La progression rapide, un piège?

Car tous les candidats gestionnaires ne sont pas équipés pour gérer une augmentation significative de leurs responsabilités : «Certaines personnes sont à l’aise avec l’ambiguïté. Elles prennent les défis comme des situations d’apprentissage, sont habiles politiquement. Alors que d’autres courent plus de risques de rencontrer des difficultés», soutient Sara Pérez-Lauzon.

Cela peut être le cas lorsque les candidats sous-estiment le contexte de vacance du poste, prévient Alain Gosselin : «Il est assez facile de ne voir que le positif : on va gagner en salaire et en prestige, mais il y a des angles morts.»

Parmi ceux-ci, l’ampleur de la tâche associée à la nouvelle fonction et la marque laissée par le gestionnaire sortant. En effet, remplacer une personne appréciée et restée longtemps en poste peut compliquer le travail du nouveau venu. «Il va être comparé constamment», estime le professeur, et ce, d’autant plus s’il hérite d’un département qui nécessite une mise à niveau importante.

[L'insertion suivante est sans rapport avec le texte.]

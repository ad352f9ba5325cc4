//! Plain-text summaries of an instance and of the outcome of a solve.
use crate::instance::{Instance, SegmentID, SiteID};
use crate::solution::Solution;
use crate::solver::SolveOutcome;
use crate::units::{Dimensionless, Energy, Money};
use anyhow::Result;
use indexmap::IndexMap;
use std::fmt::{self, Write as _};
use std::io::Write;

/// Format a number with a comma between each group of three integer digits
pub fn format_thousands(value: f64, decimals: usize) -> String {
    if !value.is_finite() {
        return value.to_string();
    }

    let formatted = format!("{:.*}", decimals, value.abs());
    let (int_part, frac_part) = match formatted.split_once('.') {
        Some((int_part, frac_part)) => (int_part, Some(frac_part)),
        None => (formatted.as_str(), None),
    };

    let mut out = String::new();

    // Don't print "-0" for small negative values
    if value < 0.0 && formatted.chars().any(|c| c.is_ascii_digit() && c != '0') {
        out.push('-');
    }

    for (i, digit) in int_part.chars().enumerate() {
        if i > 0 && (int_part.len() - i) % 3 == 0 {
            out.push(',');
        }
        out.push(digit);
    }

    if let Some(frac_part) = frac_part {
        out.push('.');
        out.push_str(frac_part);
    }

    out
}

/// Format a proportion as a percentage
fn format_percent(share: Dimensionless, decimals: usize) -> String {
    format!("{:.*}%", decimals, share.value() * 100.0)
}

/// Write a table with a left-aligned first column and right-aligned remaining columns
fn write_table(f: &mut impl fmt::Write, header: &[String], rows: &[Vec<String>]) -> fmt::Result {
    let mut widths: Vec<usize> = header.iter().map(|cell| cell.chars().count()).collect();
    for row in rows {
        for (width, cell) in widths.iter_mut().zip(row) {
            *width = (*width).max(cell.chars().count());
        }
    }

    for row in std::iter::once(header).chain(rows.iter().map(Vec::as_slice)) {
        let mut line = String::new();
        for (i, (cell, width)) in row.iter().zip(&widths).enumerate() {
            // Pad by characters rather than bytes, as site names may not be ASCII
            let padding = " ".repeat(width - cell.chars().count());
            if i == 0 {
                write!(line, "{cell}{padding}")?;
            } else {
                write!(line, "  {padding}{cell}")?;
            }
        }
        writeln!(f, "{}", line.trim_end())?;
    }

    Ok(())
}

/// Daily energy quantities broken down by site and vehicle segment
#[derive(Debug, Clone, PartialEq)]
pub struct SiteSegmentTable {
    segments: Vec<SegmentID>,
    rows: IndexMap<SiteID, Vec<Energy>>,
}

impl SiteSegmentTable {
    /// Build a table by evaluating `value` for every site and segment
    fn from_fn<F>(instance: &Instance, mut value: F) -> Result<Self>
    where
        F: FnMut(&SiteID, &SegmentID) -> Result<Energy>,
    {
        let mut rows = IndexMap::new();
        for site_id in &instance.sites {
            let row = instance
                .segments
                .iter()
                .map(|segment_id| value(site_id, segment_id))
                .collect::<Result<Vec<_>>>()?;
            rows.insert(site_id.clone(), row);
        }

        Ok(Self {
            segments: instance.segments.iter().cloned().collect(),
            rows,
        })
    }

    /// Daily demand
    pub fn demand(instance: &Instance) -> Result<Self> {
        Self::from_fn(instance, |site_id, segment_id| {
            instance.daily_demand(site_id, segment_id)
        })
    }

    /// Energy served per day
    pub fn served(instance: &Instance, solution: &Solution) -> Result<Self> {
        Self::from_fn(instance, |site_id, segment_id| {
            Ok(instance
                .hours()
                .map(|hour| solution.served(site_id, hour, segment_id))
                .sum())
        })
    }

    /// Demand not served per day
    pub fn unmet(instance: &Instance, solution: &Solution) -> Result<Self> {
        Self::from_fn(instance, |site_id, segment_id| {
            instance
                .hours()
                .map(|hour| solution.unmet_demand(instance, site_id, hour, segment_id))
                .sum()
        })
    }

    /// The value for a site and segment, if present
    pub fn get(&self, site_id: &SiteID, segment_id: &SegmentID) -> Option<Energy> {
        let column = self.segments.iter().position(|id| id == segment_id)?;
        Some(self.rows.get(site_id)?[column])
    }

    /// The column totals over all sites
    pub fn totals(&self) -> Vec<Energy> {
        (0..self.segments.len())
            .map(|column| self.rows.values().map(|row| row[column]).sum())
            .collect()
    }

    /// The sum over all sites and segments
    pub fn grand_total(&self) -> Energy {
        self.totals().into_iter().sum()
    }
}

impl fmt::Display for SiteSegmentTable {
    fn fmt(&self, f: &mut fmt::Formatter<'_>) -> fmt::Result {
        let header: Vec<String> = std::iter::once("Site".to_string())
            .chain(self.segments.iter().map(ToString::to_string))
            .collect();
        let format_row = |label: String, values: &[Energy]| {
            std::iter::once(label)
                .chain(values.iter().map(|value| format_thousands(value.value(), 1)))
                .collect::<Vec<_>>()
        };

        let mut rows: Vec<_> = self
            .rows
            .iter()
            .map(|(site_id, values)| format_row(site_id.to_string(), values))
            .collect();
        rows.push(format_row("Total".to_string(), &self.totals()));

        write_table(f, &header, &rows)
    }
}

/// The investment decisions at each site. `Open` is 1 only for sites with at least one charger.
pub struct InvestmentTable<'a> {
    instance: &'a Instance,
    solution: &'a Solution,
}

impl<'a> InvestmentTable<'a> {
    /// Create a new [`InvestmentTable`]
    pub fn new(instance: &'a Instance, solution: &'a Solution) -> Self {
        Self { instance, solution }
    }
}

impl fmt::Display for InvestmentTable<'_> {
    fn fmt(&self, f: &mut fmt::Formatter<'_>) -> fmt::Result {
        let instance = self.instance;
        let header: Vec<String> = std::iter::once("Site".to_string())
            .chain(std::iter::once("Open".to_string()))
            .chain(instance.panel_types.iter().map(|id| format!("Panels_{id}")))
            .chain(instance.charger_types.iter().map(|id| format!("Chargers_{id}")))
            .collect();

        let rows: Vec<Vec<String>> = instance
            .sites
            .iter()
            .map(|site_id| {
                let mut row = vec![
                    site_id.to_string(),
                    u8::from(self.solution.is_open(site_id)).to_string(),
                ];
                row.extend(
                    instance
                        .panel_types
                        .iter()
                        .map(|id| self.solution.panel_count(site_id, id).to_string()),
                );
                row.extend(
                    instance
                        .charger_types
                        .iter()
                        .map(|id| self.solution.charger_count(site_id, id).to_string()),
                );
                row
            })
            .collect();

        write_table(f, &header, &rows)
    }
}

/// Headline figures for an optimal solution
#[derive(Debug, Clone, PartialEq)]
pub struct SolutionSummary {
    /// Objective value over the horizon, including the constant penalty term
    pub objective: Money,
    /// The horizon in days
    pub horizon_days: Dimensionless,
    /// Energy served per day
    pub served: Energy,
    /// Energy bought from the grid per day
    pub grid: Energy,
    /// Capital expenditure on panels and chargers
    pub capex: Money,
    /// The capital budget
    pub budget: Money,
    /// Penalty for unmet demand per day
    pub penalty_cost: Money,
}

impl SolutionSummary {
    /// Calculate the summary figures for a solution
    pub fn new(instance: &Instance, solution: &Solution) -> Result<Self> {
        let mut served = Energy::default();
        let mut grid = Energy::default();
        for site_id in &instance.sites {
            for hour in instance.hours() {
                served += solution.served_at(instance, site_id, hour);
                grid += solution.grid_draw(site_id, hour);
            }
        }

        Ok(Self {
            objective: solution.objective(),
            horizon_days: instance.horizon_days,
            served,
            grid,
            capex: solution.capex_spent(instance)?,
            budget: instance.capex_budget,
            penalty_cost: solution.penalty_cost(instance)?,
        })
    }

    /// Energy served which is not bought from the grid, i.e. covered by solar
    pub fn solar(&self) -> Energy {
        Energy::new((self.served - self.grid).value().max(0.0))
    }

    /// Grid purchases as a proportion of energy served (zero if nothing is served)
    pub fn grid_share(&self) -> Dimensionless {
        if self.served.value() > 0.0 {
            self.grid / self.served
        } else {
            Dimensionless(0.0)
        }
    }

    /// Capital expenditure as a proportion of the budget (zero if there is no budget)
    pub fn budget_share(&self) -> Dimensionless {
        if self.budget.value() > 0.0 {
            self.capex / self.budget
        } else {
            Dimensionless(0.0)
        }
    }
}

Des conséquences pour l’employé et l’employeur

Face à un saut de carrière, les employés qui ont mal évalué leur transition font face à de grands risques, souligne Sara Pérez-Lauzon : «Un échec important peut conduire à un plafonnement ou une fin d’emploi». Un «déraillement» qui peut entamer la crédibilité et la confiance des individus.

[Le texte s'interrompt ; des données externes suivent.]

//! Provides the main entry point to the program.
use evsite::cli::run_cli;
use evsite::log::is_logger_initialised;
use human_panic::{metadata, setup_panic};
use log::error;

fn main() {
    setup_panic!(metadata!());

    if let Err(err) = run_cli() {
        if is_logger_initialised() {
            error!("{err:?}");
        } else {
            eprintln!("Error: {err:?}");
        }

        std::process::exit(1);
    }
}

Une personne mal préparée peut également faire du tort à l’entreprise, croit l’enseignante : «Elle va laisser aller des conflits, s’installer certains climats toxiques, ce qui peut avoir un impact sur le bien-être au travail».

Selon Michael O’Leary, vice-président régional senior au sein de l’agence de recrutement Robert Half International, ne pas choisir la bonne personne peut aller jusqu’à affecter les bénéfices de l’entreprise : «On peut détruire la culture d’une organisation, ce qui peut affecter sa productivité et son branding social», soulève-t-il, précisant qu’un choix malheureux augmente également le roulement de personnel, avec un impact négatif sur l’entreprise si celui-ci est trop élevé.

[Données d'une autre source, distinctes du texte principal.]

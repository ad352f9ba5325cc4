//! The built-in example instance: four candidate sites along the Atacama highway corridor.
//!
//! Monetary values are in Chilean pesos (CLP).
use super::{ChargerTypeData, InstanceData, PanelTypeData, SegmentData, SiteData};
use indexmap::indexmap;

/// Relative hourly demand for charging over the representative day
const DEMAND_PROFILE: [f64; 24] = [
    0.015, 0.012, 0.010, 0.010, 0.012, 0.020, 0.035, 0.055, 0.070, 0.085, 0.095, 0.100, 0.100,
    0.095, 0.085, 0.070, 0.055, 0.040, 0.028, 0.018, 0.012, 0.010, 0.010, 0.008,
];

/// Base grid price (CLP/kWh) for each hour
const GRID_PRICE_PROFILE: [f64; 24] = [
    118.0, 115.0, 112.0, 110.0, 108.0, 105.0, 102.0, 98.0, 95.0, 94.0, 92.0, 90.0, 92.0, 95.0,
    100.0, 108.0, 120.0, 132.0, 140.0, 148.0, 150.0, 146.0, 135.0, 125.0,
];

/// Solar output as a proportion of peak for each hour
const SOLAR_PROFILE: [f64; 24] = [
    0.00, 0.00, 0.00, 0.00, 0.05, 0.12, 0.28, 0.52, 0.72, 0.86, 0.96, 1.00, 0.96, 0.88, 0.75,
    0.58, 0.38, 0.18, 0.06, 0.00, 0.00, 0.00, 0.00, 0.00,
];

const HEAVY_FREIGHT: &str = "HeavyFreight";
const INTERCITY_BUS: &str = "IntercityBus";
const LIGHT_LOGISTICS: &str = "LightLogistics";
const PV_LFP: &str = "PV_LFP_550";
const PV_BIFACIAL: &str = "PV_Bifacial_680";
const DC_150: &str = "DC_150kW";
const HPC_350: &str = "HPC_350kW";

fn segment(id: &str, sale_price: f64, operating_cost: f64, base_penalty: f64) -> SegmentData {
    SegmentData {
        id: id.into(),
        sale_price,
        operating_cost,
        base_penalty,
    }
}

/// Per-site data, in the order: daily demand (heavy freight, intercity bus, light logistics),
/// panel capacity and fixed cost (LFP, bifacial), charger capacity (DC, HPC)
fn site(
    id: &str,
    grid_price_weight: f64,
    priority: f64,
    daily_demand: [f64; 3],
    panel_capacity: [u32; 2],
    panel_fixed_cost: [f64; 2],
    charger_capacity: [u32; 2],
) -> SiteData {
    SiteData {
        id: id.into(),
        grid_price_weight,
        priority,
        daily_demand: indexmap! {
            HEAVY_FREIGHT.into() => daily_demand[0],
            INTERCITY_BUS.into() => daily_demand[1],
            LIGHT_LOGISTICS.into() => daily_demand[2],
        },
        panel_capacity: indexmap! {
            PV_LFP.into() => panel_capacity[0],
            PV_BIFACIAL.into() => panel_capacity[1],
        },
        panel_fixed_cost: indexmap! {
            PV_LFP.into() => panel_fixed_cost[0],
            PV_BIFACIAL.into() => panel_fixed_cost[1],
        },
        charger_capacity: indexmap! {
            DC_150.into() => charger_capacity[0],
            HPC_350.into() => charger_capacity[1],
        },
    }
}

/// The raw data for the built-in instance
pub fn builtin_instance() -> InstanceData {
    InstanceData {
        name: "atacama_corridor".into(),
        horizon_days: 1.0,
        capex_budget: 8_200_000_000.0,
        currency_index: None,
        demand_profile: DEMAND_PROFILE.to_vec(),
        grid_price_profile: GRID_PRICE_PROFILE.to_vec(),
        solar_profile: SOLAR_PROFILE.to_vec(),
        penalty_demand_factor: super::DEFAULT_PENALTY_DEMAND_FACTOR,
        segments: vec![
            segment(HEAVY_FREIGHT, 320.0, 45.0, 420.0),
            segment(INTERCITY_BUS, 285.0, 38.0, 360.0),
            segment(LIGHT_LOGISTICS, 255.0, 32.0, 305.0),
        ],
        panel_types: vec![
            PanelTypeData {
                id: PV_LFP.into(),
                peak_output: 0.55,
                unit_capex: 280_000.0,
                om_cost: 14_000.0,
            },
            PanelTypeData {
                id: PV_BIFACIAL.into(),
                peak_output: 0.74,
                unit_capex: 355_000.0,
                om_cost: 18_500.0,
            },
        ],
        charger_types: vec![
            ChargerTypeData {
                id: DC_150.into(),
                rated_power: 150.0,
                unit_capex: 26_000_000.0,
                availability: None,
            },
            ChargerTypeData {
                id: HPC_350.into(),
                rated_power: 350.0,
                unit_capex: 47_000_000.0,
                availability: None,
            },
        ],
        sites: vec![
            site(
                "Copiapo",
                1.00,
                1.00,
                [2600.0, 1150.0, 620.0],
                [1800, 1500],
                [180_000_000.0, 205_000_000.0],
                [8, 5],
            ),
            site(
                "Chañaral",
                1.03,
                1.05,
                [1900.0, 720.0, 460.0],
                [1400, 1100],
                [145_000_000.0, 165_000_000.0],
                [6, 3],
            ),
            site(
                "Taltal",
                1.05,
                1.10,
                [2100.0, 840.0, 510.0],
                [1500, 1200],
                [150_000_000.0, 170_000_000.0],
                [7, 4],
            ),
            site(
                "Antofagasta",
                1.08,
                1.15,
                [3050.0, 980.0, 730.0],
                [2100, 1800],
                [210_000_000.0, 235_000_000.0],
                [10, 6],
            ),
        ],
    }
}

Comment faire le bon choix?

Pour éviter ces écueils, les employés qui se voient proposer une opportunité de progression rapide gagnent à faire un travail d’introspection, juge Sara Pérez-Lauzon : «Quels sont leurs objectifs de carrière, leurs aspirations, leurs intérêts? Il s’agit aussi de réfléchir à leurs forces et à leurs faiblesses pour être en mesure de se projeter dans le poste futur».

Ils doivent également se renseigner sur le terrain, soutient Alain Gosselin : «Il faut lire l’environnement dans lequel on s’en va. Le décoder avec des personnes qui ont été face au même choix. Et se demander : quel est le mandat, le niveau de difficulté? Me donne-t-on des ressources?» C’est rarement le cas, déplore l’enseignant.

Un constat que partage Sara Pérez-Lauzon : «Les organisations doivent se poser des questions quant à l’investissement qu’elles font pour accompagner les gens et assurer leur bien-être dans leur transition de carrière

Et cela commence par un meilleur processus de sélection, croit Michael O’Leary : «On doit mieux équiper les gestionnaires pour qu’ils sachent identifier si une personne va grandir dans l’organisation.» Les signaux favorables? «Un individu qui a une excellente collaboration, qui partage ses connaissances, qui se propose d’aller au-delà de ses responsabilités quand les besoins arrivent», estime le cadre.

Une tendance dictée par le marché

Alors que le Canada a annoncé en avril 2022 faire face à une «vague record de retraites au sein d’une main-d’œuvre qui vieillit», les opportunités de progression rapide de carrière pourraient se multiplier pour les jeunes employés : «Il y a un besoin des organisations de faire grandir certains individus plus rapidement qu’ils le devraient, du fait du manque de personnel», constate Michael O’Leary.

Face à la pression du marché, Alain Gosselin invite les travailleurs à prendre leur temps : «Si l’on sent qu’on n’a pas l’expérience ou développé le bon réseau de soutien, il est peut-être préférable de laisser passer. Il y aura toujours des opportunités.»